Hereford & Worcester

Schmallenberg: Farmers on 'tenterhooks' during lambing

Image caption The virus, spread by midges, causes stillbirths and deformities

Sheep farmers are on "tenterhooks" as lambing season builds because of the Schmallenberg virus, a Herefordshire farmer says.

Steve Deakins said his flock had been "devastated" by the virus after finding between 35% and 40% were carrying it.

It was first detected in the UK early last year but has now spread to more than 1,000 farms across the country, the National Farmers Union (NFU) said.

The virus causes lambs and calves to be stillborn or deformed.

The situation was discussed by farmers, vets and farming specialists at a meeting at Hereford Livestock Market on Monday.

'Hit lowest level'

The NFU has called for a vaccine to be made available for the virus, which is spread by midges, as soon as possible.

Mr Deakins said he had suffered "heavy losses".

"The first we were aware of it was in the news and at scanning... they said they detected irregularities in the ewes so we were pretty shocked to discover we had the disease.

"As we approached lambing, they were aborting, having mummified lambs and dead ones as well as good lambs.

"At this point we have suffered very heavy losses. It's very, very concerning because every flock in England is vulnerable.

"Most lambing happens in February and March and everyone is on tenterhooks about what's going on."

An NFU spokesman said: "While the disease is still recognised by Defra and the EU as 'low impact', at a more local scale the cost for individual businesses can run into thousands of pounds.

"At the same time lamb prices have hit their lowest level for three years and livestock producers are facing rising production costs due to the extreme weather throughout 2012 and at the start of this year."
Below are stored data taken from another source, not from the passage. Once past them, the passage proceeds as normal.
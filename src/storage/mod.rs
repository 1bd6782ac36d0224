/// Transaction & Persistence layer
///
/// This module provides durable storage for whole graphs:
/// - Database: owns the RocksDB store and the update lock
/// - Session: one transaction at a time (read or update)
/// - GraphImage: the persisted form of a graph

pub mod error;
pub mod image;
pub mod rocksdb_store;
pub mod transaction;

pub use error::{StorageError, StorageResult};
pub use image::{GraphHeader, GraphImage, IndexEntry, PropertyBinding, IMAGE_FORMAT_VERSION};
pub use rocksdb_store::RocksDbStore;
pub use transaction::{Session, TxControl, TxMode};

use crate::config::DatabaseConfig;
use crate::types::GraphId;
use parking_lot::Mutex;
use std::path::Path;
use tracing::info;

/// An open graph database
///
/// Any number of sessions may run read transactions concurrently; at most
/// one session at a time runs an update transaction.
pub struct Database {
    store: RocksDbStore,
    update_lock: Mutex<()>,
    config: DatabaseConfig,
}

impl Database {
    /// Open the database described by `config`
    pub fn open(config: DatabaseConfig) -> StorageResult<Self> {
        let store = RocksDbStore::open(&config)?;
        info!(path = %config.path.display(), sync_writes = config.sync_writes, "database opened");
        Ok(Self {
            store,
            update_lock: Mutex::new(()),
            config,
        })
    }

    /// Open (creating if missing) the database at `path` with default settings
    pub fn open_path<P: AsRef<Path>>(path: P) -> StorageResult<Self> {
        Self::open(DatabaseConfig::new(path.as_ref()))
    }

    /// Start a new session with no active transaction
    pub fn session(&self) -> Session<'_> {
        Session::new(self)
    }

    /// Ids of every committed graph, ascending
    pub fn graph_ids(&self) -> StorageResult<Vec<GraphId>> {
        self.store.graph_ids()
    }

    pub fn config(&self) -> &DatabaseConfig {
        &self.config
    }

    pub fn path(&self) -> &Path {
        self.store.path()
    }

    pub(crate) fn store(&self) -> &RocksDbStore {
        &self.store
    }

    pub(crate) fn update_lock(&self) -> &Mutex<()> {
        &self.update_lock
    }
}

#[cfg(test)]
mod tests {
    use super::*;
    use tempfile::TempDir;

    #[test]
    fn test_open_missing_without_create_fails() {
        let temp_dir = TempDir::new().unwrap();
        let config = DatabaseConfig {
            create_if_missing: false,
            ..DatabaseConfig::new(temp_dir.path().join("absent"))
        };
        assert!(matches!(Database::open(config), Err(StorageError::RocksDbError(_))));
    }

    #[test]
    fn test_graph_ids_lists_committed_graphs() {
        let temp_dir = TempDir::new().unwrap();
        let db = Database::open_path(temp_dir.path()).unwrap();
        let mut session = db.session();

        session.begin_update().unwrap();
        let mut first = session.new_graph().unwrap();
        let mut second = session.new_graph().unwrap();
        let a = session.persist(&mut first).unwrap();
        let b = session.persist(&mut second).unwrap();
        assert!(db.graph_ids().unwrap().is_empty());
        session.commit().unwrap();

        assert_ne!(a, b);
        assert_eq!(db.graph_ids().unwrap(), vec![a, b]);
    }
}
A spokesman for Defra said a vaccine would be available soon but necessary safety checks had not yet been completed.

"Although some farmers reported losses of 30 to 40%, overall we are still seeing that the picture is low, lower than some other diseases that affect farmers.

"Obviously it is really awful for those affected.

"We hope to have a vaccine soon. One has been put forward but we obviously have to be sure it works and is safe.

"It won't be out in time for this lambing season - but we hope it will be out soon."